If fluoride does sometimes cause hyperoxaluria, it is probably appropriate to be mindful of which forms of fluoride are most toxic. It seems reasonable to assume that an anesthesia might be an especially effective vehicle for delivering fluoride into the liver where it may be poorly handled during the process of the liver’s efforts to clear the methoxyflurane out of the body. My daughter, who has never experienced RLS, has been a picture of good health her entire life. At her highly regarded high school she was a straight A student and an exemplary, multi-sport athlete who was recognized as the outstanding player on the varsity soccer team for four years in a row. She attended a division one public university where she was welcomed onto their highly regarded varsity soccer team. She completed a business degree in four years with almost a 4 point GPA. She attended a very prestigious law school on a full scholarship. She has been successful in her marriage, in her business endeavors and as a parent of two healthy, bright children, all while she has been staying active and getting plenty of exercise. In 2019 at the age of 41 she experienced unexplained bouts of fatigue. Blood tests revealed her ferritin level was 5 despite the fact that she was eating a very well balanced omnivorous diet that should support good iron absorption. In the RLS community there is much discussion of ferritin levels because they have become perceived as a bio-marker of significance. In all my years of reading about people’s ferritin levels I have never seen one reported as being as low as 5.

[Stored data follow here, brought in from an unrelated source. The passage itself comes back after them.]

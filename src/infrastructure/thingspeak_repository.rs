// ThingSpeak feed repository implementation
use crate::application::feed_repository::{FeedError, FeedRepository, FeedRequest, FetchMode, RawFeed, RawRecord};
use crate::domain::channel::{ChannelMetadata, Slot};
use async_trait::async_trait;
use serde::Deserialize;
use serde_json::{Map, Value};
use std::time::Duration;

#[derive(Debug, Clone)]
pub struct ThingSpeakRepository {
    client: reqwest::Client,
    base_url: String,
}

#[derive(Debug, Deserialize)]
struct FeedPayload {
    #[serde(default)]
    channel: Option<Map<String, Value>>,
    #[serde(default)]
    feeds: Option<Vec<Map<String, Value>>>,
}

impl ThingSpeakRepository {
    pub fn new(base_url: String, timeout: Duration) -> anyhow::Result<Self> {
        let client = reqwest::Client::builder().timeout(timeout).build()?;
        Ok(Self {
            client,
            base_url: base_url.trim_end_matches('/').to_string(),
        })
    }

    fn build_feed_url(&self, request: &FeedRequest) -> String {
        let mut url = format!(
            "{}/channels/{}/feeds.json?timezone={}",
            self.base_url,
            request.channel_id,
            urlencoding::encode(request.timezone.name())
        );

        match request.mode {
            FetchMode::Latest { results } => {
                url.push_str(&format!("&results={}", results));
            }
            FetchMode::DateRange { start, end } => {
                let start = format!("{} 00:00:00", start.format("%Y-%m-%d"));
                let end = format!("{} 23:59:59", end.format("%Y-%m-%d"));
                url.push_str(&format!(
                    "&start={}&end={}",
                    urlencoding::encode(&start),
                    urlencoding::encode(&end)
                ));
            }
        }

        if let Some(key) = &request.api_key {
            url.push_str(&format!("&api_key={}", urlencoding::encode(key)));
        }
        url
    }
}

#[async_trait]
impl FeedRepository for ThingSpeakRepository {
    async fn fetch(&self, request: &FeedRequest) -> Result<RawFeed, FeedError> {
        let url = self.build_feed_url(request);
        let channel_id = request.channel_id;
        tracing::debug!("Fetching feed: {:?}", request);

        let response = self
            .client
            .get(&url)
            .header("Accept", "application/json")
            .send()
            .await
            .map_err(|e| FeedError::Request {
                channel_id,
                source: Box::new(e.without_url()),
            })?;

        let status = response.status();
        let body = response.text().await.map_err(|e| FeedError::Request {
            channel_id,
            source: Box::new(e.without_url()),
        })?;

        if !status.is_success() {
            return Err(FeedError::Status {
                channel_id,
                status: status.as_u16(),
                body,
            });
        }

        let feed = parse_payload(&body).map_err(|source| FeedError::Parse { channel_id, source })?;
        tracing::debug!("Channel {} returned {} rows", channel_id, feed.records.len());
        Ok(feed)
    }
}

/// Decode a feed body. Missing `channel` or `feeds` members mean an empty
/// dataset; a body that is not a JSON object is an error.
fn parse_payload(body: &str) -> Result<RawFeed, serde_json::Error> {
    let payload: FeedPayload = serde_json::from_str(body)?;

    let metadata = payload.channel.as_ref().map(channel_metadata).unwrap_or_default();
    let records = payload
        .feeds
        .unwrap_or_default()
        .iter()
        .map(raw_record)
        .collect();

    Ok(RawFeed { metadata, records })
}

fn channel_metadata(channel: &Map<String, Value>) -> ChannelMetadata {
    let mut metadata = ChannelMetadata::new(
        channel.get("id").and_then(Value::as_u64),
        channel.get("name").and_then(Value::as_str).map(str::to_string),
    );
    for slot in Slot::ALL {
        metadata.set_label(slot, channel.get(slot.ident()).and_then(raw_text));
    }
    metadata
}

fn raw_record(row: &Map<String, Value>) -> RawRecord {
    let fields = row
        .iter()
        .filter_map(|(key, value)| Slot::from_ident(key).map(|slot| (slot, raw_text(value))))
        .collect();

    RawRecord {
        created_at: row.get("created_at").and_then(Value::as_str).map(str::to_string),
        fields,
    }
}

fn raw_text(value: &Value) -> Option<String> {
    match value {
        Value::Null => None,
        Value::String(text) => Some(text.clone()),
        other => Some(other.to_string()),
    }
}
// Application layer - use cases and ports
pub mod dashboard_service;
pub mod feed_repository;
pub mod normalizer;
pub mod snapshot_cache;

I believe that my daughter’s habit of maintaining a constantly available ongoing pot of chai tea in a “non-stick” saucepan with a fluorocarbon coating may have been the reason for her having an alarmingly low ferritin level. While I recognize tea is naturally high in fluoride and she was using fluoridated city water for brewing it, I think we need to investigate whether the fluorocarbons in standard non-stick cookware somehow “weaponize” normally tolerable amounts of fluoride and disrupt the body’s absorption and utilization of iron.

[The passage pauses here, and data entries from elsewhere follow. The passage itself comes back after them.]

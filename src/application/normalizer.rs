// Series normalizer - raw feed rows to a zone-naive local table
use crate::application::feed_repository::RawRecord;
use crate::domain::channel::{FieldValues, Slot};
use crate::domain::series::{LocalTable, Reading};
use chrono::{DateTime, NaiveDateTime, Utc};
use chrono_tz::Tz;
use std::collections::BTreeSet;

const NAIVE_FORMATS: [&str; 3] = ["%Y-%m-%dT%H:%M:%S%.f", "%Y-%m-%d %H:%M:%S%.f", "%Y-%m-%d %H:%M"];

/// Build the local table for `timezone`.
///
/// Rows whose timestamp does not parse are dropped; a field that does not
/// parse is missing for that row only. Instants are converted to local wall
/// clock time and the zone is then discarded so bucketing never sees an
/// offset change.
pub fn normalize(records: &[RawRecord], timezone: Tz) -> LocalTable {
    if records.is_empty() {
        return LocalTable::empty();
    }

    let columns: BTreeSet<Slot> = records
        .iter()
        .flat_map(|record| record.fields.keys().copied())
        .collect();

    let rows: Vec<Reading> = records
        .iter()
        .filter_map(|record| {
            let instant = record.created_at.as_deref().and_then(parse_instant)?;
            let local = instant.with_timezone(&timezone).naive_local();

            let mut values = FieldValues::default();
            for (slot, raw) in &record.fields {
                values.set(*slot, raw.as_deref().and_then(coerce_number));
            }
            Some(Reading::new(local, values))
        })
        .collect();

    let dropped = records.len() - rows.len();
    if dropped > 0 {
        tracing::warn!("Dropped {} of {} rows with unparseable timestamps", dropped, records.len());
    }

    LocalTable::new(rows, columns)
}

/// Offsets are honored; timestamps without one are taken as UTC.
pub fn parse_instant(raw: &str) -> Option<DateTime<Utc>> {
    let raw = raw.trim();
    if let Ok(parsed) = DateTime::parse_from_rfc3339(raw) {
        return Some(parsed.with_timezone(&Utc));
    }
    if let Ok(parsed) = DateTime::parse_from_str(raw, "%Y-%m-%d %H:%M:%S %z") {
        return Some(parsed.with_timezone(&Utc));
    }
    NAIVE_FORMATS
        .iter()
        .find_map(|format| NaiveDateTime::parse_from_str(raw, format).ok())
        .map(|naive| naive.and_utc())
}

/// Finite number or missing.
pub fn coerce_number(raw: &str) -> Option<f64> {
    raw.trim().parse::<f64>().ok().filter(|value| value.is_finite())
}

We may also consider that her city water probably had been treated with sodium fluoride (NaF). A 2018 article by Qiang Niu, et al., “Fluoride-induced iron overload contributes to hepatic oxidative damage in mouse and the protective role of Grape seed proanthocyanidin extract” includes many references to previous studies which have substantiated multiple toxic effects on the liver caused by NaF. A central problem is that NaF causes iron overload in the liver. It says that iron overload leads to “Free radical-mediated hepatocyte injury” and “oxidative stress”. And iron overload causes “significant increases in hepcidin mRNA and protein expression, accompanied by decreased FPN (ferroportin) expression”. A consequence of increased hepcidin is summarized:
"The production of hepcidin is normally regulated by iron stores, whereby more hepcidin is produced by hepatocytes when the iron is abundant, thus limiting further iron absorption or release from stores" (Ganz and Nemeth, 2011b).
A consequence of ferroportin decrease is:
"The removal of FPN results in decreased iron export from hepatocytes, inducing iron accumulation in the liver" (Ward and Kaplan, 2012; Ganz and Nemeth, 2011b; Ganz and Vaulont, 2012)
We need to evaluate all toxic effects of all types of fluoride exposures.